[Intel-gfx] [PATCH] drm/i915/execlists: Reset ring registers on rebinding contexts

Wed Mar 28 08:32:10 UTC 2018

Quoting Mika Kuoppala (2018-03-28 08:58:38)
> Chris Wilson <chris at chris-wilson.co.uk> writes:
> 
> > Tvrtko uncovered a fun issue with recovering from a wedge device. In his
> > tests, he wedged the driver by injecting an unrecoverable hang whilst a
> > batch was spinning. As we reset the gpu in the middle of the spinner,
> > when resumed it would continue on from the next instruction in the ring
> > and write it's breadcrumb. However, on wedging we updated our
> > bookkeeping to indicate that the GPU had completed executing and would
> > restart from after the breadcrumb; so the emission of the stale
> > breadcrumb from before the reset came as a bit of a surprise.
> >
> 
> Ok trying to make sense of the above and how the wedging works.
> Here is my assertions.
> 
> The spinning batch was never found to be guilty of anything.

It was definitely guilty.

> On wedge we fast forwarded all engine seqnos to be what
> was last submitted.

Correct.

> We did hw reset.

Correct.

> On context image, the RING_HEAD was pointing to bb start
> of spin batch (or the instruction after it)

Instruction after.

> On resubmitting the context, we saw a seqno write from pre
> reset era.

Correct.

> So this doesn't affect only spinning batches but any busy
> batch that was running while we wedged?

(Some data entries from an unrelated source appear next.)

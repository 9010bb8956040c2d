//! Embedded coupling: external model packages stepped in-process.
//!
//! Each epoch creates fresh instances. The first warm-up tick primes them for
//! one simulated day; every warm-up day rollover and the start of the run
//! period free and recreate them, then replay the last exchanged values so
//! the models continue without a jump.

use crate::config::CosimConfig;
use crate::error::{CosimError, CosimResult};
use crate::fmi::SlaveProvider;
use crate::host::{HostModel, HostPhase};
use crate::registry::InstanceRegistry;
use crate::resolver::ResolutionLog;
use crate::snapshot::Snapshot;
use crate::stepper::clock::CommunicationClock;
use crate::stepper::state::StepperState;
use crate::telemetry::ExchangeLog;

const SECONDS_PER_DAY: f64 = 86_400.0;

/// Owns the instances, their clock and the replay snapshot.
pub struct EmbeddedDriver {
    registry: InstanceRegistry,
    provider: Box<dyn SlaveProvider>,
    clock: CommunicationClock,
    snapshot: Option<Snapshot>,
}

impl EmbeddedDriver {
    pub fn new(registry: InstanceRegistry, provider: Box<dyn SlaveProvider>) -> Self {
        Self {
            registry,
            provider,
            clock: CommunicationClock::default(),
            snapshot: None,
        }
    }

    pub fn registry(&self) -> &InstanceRegistry {
        &self.registry
    }

    pub fn clock(&self) -> &CommunicationClock {
        &self.clock
    }

    /// Snapshot replayed at the most recent epoch boundary.
    pub fn snapshot(&self) -> Option<&Snapshot> {
        self.snapshot.as_ref()
    }

    /// Unpacks every package and resolves every binding.
    ///
    /// # Errors
    ///
    /// The first unpack or load failure, or every resolution failure at once.
    pub fn configure(&mut self, config: &CosimConfig, host: &dyn HostModel) -> CosimResult<()> {
        if !host.has_weather_run_period() {
            return Err(CosimError::NoRunPeriod);
        }
        self.registry.unpack_all(self.provider.as_ref())?;
        let mut log = ResolutionLog::new();
        self.registry.bind(config, host, &mut log);
        log.finish()
    }

    /// Performs the work of one host tick and returns the next state.
    pub fn tick(
        &mut self,
        state: StepperState,
        host: &mut dyn HostModel,
        trace: &mut ExchangeLog,
        tick: usize,
    ) -> CosimResult<StepperState> {
        let phase = host.phase();
        let next = match (phase, state) {
            (HostPhase::Warmup, StepperState::Configured) => {
                let start = host.calendar().start_seconds();
                self.prime(host, start, start + SECONDS_PER_DAY)?;
                StepperState::WarmupStepping
            }
            (HostPhase::Warmup, StepperState::WarmupStepping) => {
                if self.clock.reached_stop() {
                    log::debug!("warm-up day complete; recreating instances");
                    let (start, stop) = (self.clock.start(), self.clock.stop());
                    self.recreate(host, start, stop)?;
                } else {
                    self.exchange(host, None)?;
                }
                StepperState::WarmupStepping
            }
            (HostPhase::RunPeriod, StepperState::Configured) => {
                let (start, stop) = run_epoch(host);
                self.prime(host, start, stop)?;
                StepperState::SteadyStepping
            }
            (HostPhase::RunPeriod, StepperState::WarmupStepping) => {
                log::info!("warm-up finished; recreating instances for the run period");
                let (start, stop) = run_epoch(host);
                self.recreate(host, start, stop)?;
                StepperState::SteadyStepping
            }
            (HostPhase::RunPeriod, StepperState::SteadyStepping) => {
                if self.clock.reached_stop() {
                    self.terminate()?;
                    return Ok(StepperState::Terminated);
                }
                self.exchange(host, None)?;
                StepperState::SteadyStepping
            }
            (_, other) => {
                log::debug!("no exchange in phase {} while {other}", phase.label());
                return Ok(other);
            }
        };
        trace.record_instances(tick, phase, self.clock.current() - self.clock.step(), &self.registry);
        Ok(next)
    }

    /// Releases every instance at the end of the simulation.
    pub fn terminate(&mut self) -> CosimResult<()> {
        self.registry.free_all(true)?;
        self.registry.clear();
        self.snapshot = None;
        log::info!("external model instances released");
        Ok(())
    }

    /// Starts the first epoch: create, initialise, exchange.
    fn prime(&mut self, host: &mut dyn HostModel, start: f64, stop: f64) -> CosimResult<()> {
        let step = host.zone_timestep_hours() * 3600.0;
        self.clock.begin_epoch(start, stop, step);
        log::info!(
            "instantiating {} external model instance(s) for [{start}, {stop}] s",
            self.registry.instance_count()
        );
        self.registry.instantiate_all()?;
        self.registry.initialize_all(start, stop)?;
        self.exchange(host, None)
    }

    /// Starts a new epoch on existing instances: snapshot, free, create,
    /// initialise, replay.
    fn recreate(&mut self, host: &mut dyn HostModel, start: f64, stop: f64) -> CosimResult<()> {
        let snapshot = Snapshot::capture(&self.registry);
        self.registry.free_all(false)?;
        let step = host.zone_timestep_hours() * 3600.0;
        self.clock.begin_epoch(start, stop, step);
        self.registry.instantiate_all()?;
        self.registry.initialize_all(start, stop)?;
        self.registry.replay_inputs_all(&snapshot)?;
        self.exchange(host, Some(&snapshot))?;
        self.snapshot = Some(snapshot);
        Ok(())
    }

    fn exchange(&mut self, host: &mut dyn HostModel, replay: Option<&Snapshot>) -> CosimResult<()> {
        let (t, h) = (self.clock.current(), self.clock.step());
        self.registry.exchange_all(host, t, h, replay)?;
        self.clock.advance();
        Ok(())
    }
}

fn run_epoch(host: &dyn HostModel) -> (f64, f64) {
    let start = host.calendar().start_seconds();
    (start, start + f64::from(host.run_period_days()) * SECONDS_PER_DAY)
}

Correct. Any execlists recovery from _wedged_ would be prone to hitting
this bug. legacy submission already applies the ring registers reset on
recovery.

Thinking of which, if we could, we should ban all contexts on wedging?
Or at least process the ban accounting for a failed reset. That sounds
more plausible (set_wedge() is a nasty lockless affair).
-Chris